> **What you have to do**
Collect each line of the records containing the string "that".

> **Dataset entries**
____________________
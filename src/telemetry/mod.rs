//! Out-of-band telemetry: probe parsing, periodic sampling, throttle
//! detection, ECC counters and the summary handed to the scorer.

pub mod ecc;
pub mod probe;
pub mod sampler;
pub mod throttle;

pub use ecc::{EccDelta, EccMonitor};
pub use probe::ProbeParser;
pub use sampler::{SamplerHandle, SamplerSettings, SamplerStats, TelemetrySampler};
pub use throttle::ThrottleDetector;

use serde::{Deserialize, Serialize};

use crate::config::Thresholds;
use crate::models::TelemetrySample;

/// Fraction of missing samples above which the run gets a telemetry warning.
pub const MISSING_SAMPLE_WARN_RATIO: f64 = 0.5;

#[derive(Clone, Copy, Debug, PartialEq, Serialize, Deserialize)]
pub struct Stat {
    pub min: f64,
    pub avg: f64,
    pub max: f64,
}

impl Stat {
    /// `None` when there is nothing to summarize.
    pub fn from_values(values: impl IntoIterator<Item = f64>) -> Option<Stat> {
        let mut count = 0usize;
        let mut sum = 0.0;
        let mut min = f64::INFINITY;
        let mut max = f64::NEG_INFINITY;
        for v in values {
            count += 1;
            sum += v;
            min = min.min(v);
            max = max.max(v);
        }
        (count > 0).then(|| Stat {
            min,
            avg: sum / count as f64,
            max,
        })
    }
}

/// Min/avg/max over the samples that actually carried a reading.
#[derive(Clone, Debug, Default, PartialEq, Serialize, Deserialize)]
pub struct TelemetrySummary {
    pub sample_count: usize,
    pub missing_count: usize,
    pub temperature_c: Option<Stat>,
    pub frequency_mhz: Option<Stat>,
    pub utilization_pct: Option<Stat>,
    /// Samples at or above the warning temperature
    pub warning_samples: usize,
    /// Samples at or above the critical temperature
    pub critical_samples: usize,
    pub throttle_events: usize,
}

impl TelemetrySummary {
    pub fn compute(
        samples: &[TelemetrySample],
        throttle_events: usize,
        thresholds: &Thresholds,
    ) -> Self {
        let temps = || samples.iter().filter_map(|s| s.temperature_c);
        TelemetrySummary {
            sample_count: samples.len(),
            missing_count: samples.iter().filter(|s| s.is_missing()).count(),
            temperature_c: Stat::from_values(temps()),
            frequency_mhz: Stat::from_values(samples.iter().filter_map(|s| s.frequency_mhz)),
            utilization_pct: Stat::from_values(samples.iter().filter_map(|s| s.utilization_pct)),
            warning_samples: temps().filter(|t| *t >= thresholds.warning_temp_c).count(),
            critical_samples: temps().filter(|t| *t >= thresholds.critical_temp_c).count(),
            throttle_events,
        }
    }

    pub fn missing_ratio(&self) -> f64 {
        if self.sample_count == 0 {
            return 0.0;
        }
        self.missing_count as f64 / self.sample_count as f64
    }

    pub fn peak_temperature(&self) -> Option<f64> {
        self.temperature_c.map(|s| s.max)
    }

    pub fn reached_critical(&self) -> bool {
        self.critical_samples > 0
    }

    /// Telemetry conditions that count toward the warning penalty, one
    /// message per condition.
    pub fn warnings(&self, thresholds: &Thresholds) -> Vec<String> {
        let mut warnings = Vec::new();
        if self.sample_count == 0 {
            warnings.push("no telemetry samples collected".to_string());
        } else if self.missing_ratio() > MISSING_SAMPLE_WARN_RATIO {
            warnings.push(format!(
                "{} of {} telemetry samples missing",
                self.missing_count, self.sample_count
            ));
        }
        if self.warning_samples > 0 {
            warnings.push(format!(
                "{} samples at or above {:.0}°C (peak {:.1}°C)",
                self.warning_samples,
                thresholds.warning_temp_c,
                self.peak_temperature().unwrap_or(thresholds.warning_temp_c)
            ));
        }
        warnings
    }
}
____________________
> **Answer to this problem**
/// Min/avg/max over the samples that actually carried a reading.
    /// Telemetry conditions that count toward the warning penalty, one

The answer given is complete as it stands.